#[cfg(test)]
mod tests {
    use super::*;
    use crate::domains::assessment::repository::SqliteAssessmentRepository;
    use crate::domains::assessment::skills::{SkillEntry, SkillGroupId};
    use crate::domains::assessment::types::NewAssessment;
    use crate::domains::core::dependency_checker::SqliteDependencyChecker;
    use crate::domains::player::repository::{PlayerRepository, SqlitePlayerRepository};
    use crate::domains::player::types::NewPlayer;
    use crate::test_support::test_pool;
    use crate::types::UserRole;

    fn admin() -> AuthContext {
        AuthContext::new(Uuid::new_v4(), UserRole::Admin)
    }

    fn coach() -> AuthContext {
        AuthContext::new(Uuid::new_v4(), UserRole::Coach)
    }

    async fn service_with_player(pool: &SqlitePool) -> (AssessmentServiceImpl, Uuid) {
        let assessment_repo = Arc::new(SqliteAssessmentRepository::new(pool.clone()));
        let checker = Arc::new(SqliteDependencyChecker::new(pool.clone()));
        let service = AssessmentServiceImpl::new(pool.clone(), assessment_repo, checker);

        let player_repo = SqlitePlayerRepository::new(pool.clone());
        let player = player_repo
            .create(
                &NewPlayer {
                    name: "Rohit Sharma Jr".to_string(),
                    date_of_birth: Some("2011-09-12".to_string()),
                    gender: Some("male".to_string()),
                    player_role: Some("BATSMEN".to_string()),
                    batting_style: None,
                    bowling_style: None,
                    age_group: Some("under_14".to_string()),
                    guardian_name: None,
                    guardian_phone: None,
                    joined_date: None,
                    notes: None,
                    created_by_user_id: None,
                },
                &admin(),
            )
            .await
            .expect("player");

        (service, player.id)
    }

    fn new_assessment(player_id: Uuid, date: &str, status: &str) -> NewAssessment {
        NewAssessment {
            player_id,
            assessment_date: date.to_string(),
            assessment_type: Some("WEEKLY".to_string()),
            player_role: Some("BATSMEN".to_string()),
            age_group: Some("under_14".to_string()),
            skills: SkillSections::default(),
            overall_rating: None,
            overall_summary: None,
            status: Some(status.to_string()),
            seed_from_latest_completed: false,
            parent_assessment_id: None,
            created_by_user_id: None,
        }
    }

    #[tokio::test]
    async fn create_get_and_latest_completed_roundtrip() {
        let pool = test_pool().await;
        let (service, player_id) = service_with_player(&pool).await;
        let auth = admin();

        let draft = service
            .create_assessment(new_assessment(player_id, "2025-06-01", "DRAFT"), &auth)
            .await
            .expect("create draft");
        assert_eq!(draft.status, "DRAFT");

        // No completed assessment yet: the expected, recoverable miss
        let miss = service.get_latest_completed(player_id, &auth).await;
        assert!(matches!(
            miss,
            Err(ServiceError::Domain(DomainError::EntityNotFound(_, _)))
        ));

        let completed = service
            .create_assessment(new_assessment(player_id, "2025-06-08", "COMPLETED"), &auth)
            .await
            .expect("create completed");

        let latest = service
            .get_latest_completed(player_id, &auth)
            .await
            .expect("latest");
        assert_eq!(latest.id, completed.id);

        let listed = service
            .list_assessments(player_id, PaginationParams::default(), &auth)
            .await
            .expect("list");
        assert_eq!(listed.total, 2);

        // Lookup is player-scoped
        let stranger = Uuid::new_v4();
        let scoped = service.get_assessment(stranger, completed.id, &auth).await;
        assert!(matches!(
            scoped,
            Err(ServiceError::Domain(DomainError::EntityNotFound(_, _)))
        ));
    }

    #[tokio::test]
    async fn follow_up_seeds_from_latest_completed() {
        let pool = test_pool().await;
        let (service, player_id) = service_with_player(&pool).await;
        let auth = admin();

        let mut parent = new_assessment(player_id, "2025-06-01", "COMPLETED");
        parent.skills = SkillSections::default().with_skill(
            SkillGroupId::CricketBattingBasics,
            "Grip",
            SkillEntry::new(Some("DEVELOPING"), Some("loosen top hand")),
        );
        let parent = service
            .create_assessment(parent, &auth)
            .await
            .expect("parent");

        let mut follow_up = new_assessment(player_id, "2025-06-15", "DRAFT");
        follow_up.assessment_type = Some("FOLLOW_UP".to_string());
        follow_up.player_role = None;
        follow_up.seed_from_latest_completed = true;
        let follow_up = service
            .create_assessment(follow_up, &auth)
            .await
            .expect("follow-up");

        assert_eq!(follow_up.parent_assessment_id, Some(parent.id));
        assert_eq!(follow_up.player_role.as_deref(), Some("BATSMEN"));
        assert_eq!(
            follow_up
                .skills
                .skill(SkillGroupId::CricketBattingBasics, "Grip")
                .rating
                .as_deref(),
            Some("DEVELOPING")
        );
    }

    #[tokio::test]
    async fn balance_priority_cleared_for_non_all_rounders_and_bmi_derived() {
        let pool = test_pool().await;
        let (service, player_id) = service_with_player(&pool).await;
        let auth = admin();

        let mut doc = new_assessment(player_id, "2025-06-01", "DRAFT");
        doc.skills.cricket_skills.balance_priority = Some(true);
        doc.skills.fitness.body_metrics.height_cm = Some(180.0);
        doc.skills.fitness.body_metrics.weight_kg = Some(81.0);
        doc.skills.fitness.body_metrics.bmi = Some(99.0); // entered value is ignored

        let created = service.create_assessment(doc, &auth).await.expect("create");
        assert_eq!(created.skills.cricket_skills.balance_priority, None);
        assert_eq!(created.skills.fitness.body_metrics.bmi, Some(25.0));

        // An all-rounder keeps the flag
        let mut ar = new_assessment(player_id, "2025-06-02", "DRAFT");
        ar.player_role = Some("ALL_ROUNDER".to_string());
        ar.skills.cricket_skills.balance_priority = Some(true);
        let ar = service.create_assessment(ar, &auth).await.expect("create");
        assert_eq!(ar.skills.cricket_skills.balance_priority, Some(true));
    }

    #[tokio::test]
    async fn compare_through_the_service_and_swap_asymmetry() {
        let pool = test_pool().await;
        let (service, player_id) = service_with_player(&pool).await;
        let auth = admin();

        let mut earlier = new_assessment(player_id, "2025-06-01", "COMPLETED");
        earlier.skills = SkillSections::default().with_skill(
            SkillGroupId::CricketBattingBasics,
            "Grip",
            SkillEntry::new(Some("DEVELOPING"), None),
        );
        let earlier = service.create_assessment(earlier, &auth).await.unwrap();

        let mut later = new_assessment(player_id, "2025-06-15", "COMPLETED");
        later.skills = SkillSections::default().with_skill(
            SkillGroupId::CricketBattingBasics,
            "Grip",
            SkillEntry::new(Some("GOOD"), None),
        );
        let later = service.create_assessment(later, &auth).await.unwrap();

        let forward = service
            .compare_assessments(player_id, earlier.id, later.id, SkillTab::Cricket, &auth)
            .await
            .expect("compare");
        assert_eq!(forward.rows.len(), 1);
        assert_eq!(forward.rows[0].key, "cricket.basics.Grip");
        assert_eq!(forward.rows[0].diff, 1);
        assert_eq!(forward.improved, 1);

        let backward = service
            .compare_assessments(player_id, later.id, earlier.id, SkillTab::Cricket, &auth)
            .await
            .expect("compare swapped");
        assert_eq!(backward.rows[0].diff, -1);
        assert_eq!(backward.declined, 1);
        assert_eq!(backward.improved, 0);

        // A missing document aborts the comparison entirely
        let missing = service
            .compare_assessments(player_id, earlier.id, Uuid::new_v4(), SkillTab::Cricket, &auth)
            .await;
        assert!(missing.is_err());
    }

    #[tokio::test]
    async fn coach_cannot_delete_assessments() {
        let pool = test_pool().await;
        let (service, player_id) = service_with_player(&pool).await;

        let created = service
            .create_assessment(new_assessment(player_id, "2025-06-01", "DRAFT"), &coach())
            .await
            .expect("coach can create");

        let denied = service
            .delete_assessment(player_id, created.id, false, &coach())
            .await;
        assert!(matches!(denied, Err(ServiceError::PermissionDenied(_))));

        let allowed = service
            .delete_assessment(player_id, created.id, false, &admin())
            .await;
        assert!(allowed.is_ok());
    }
}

Instructions for the task — Where the word "later" occurs in a line of the entries above, count that line, and reply with the total only.

Task solution — 5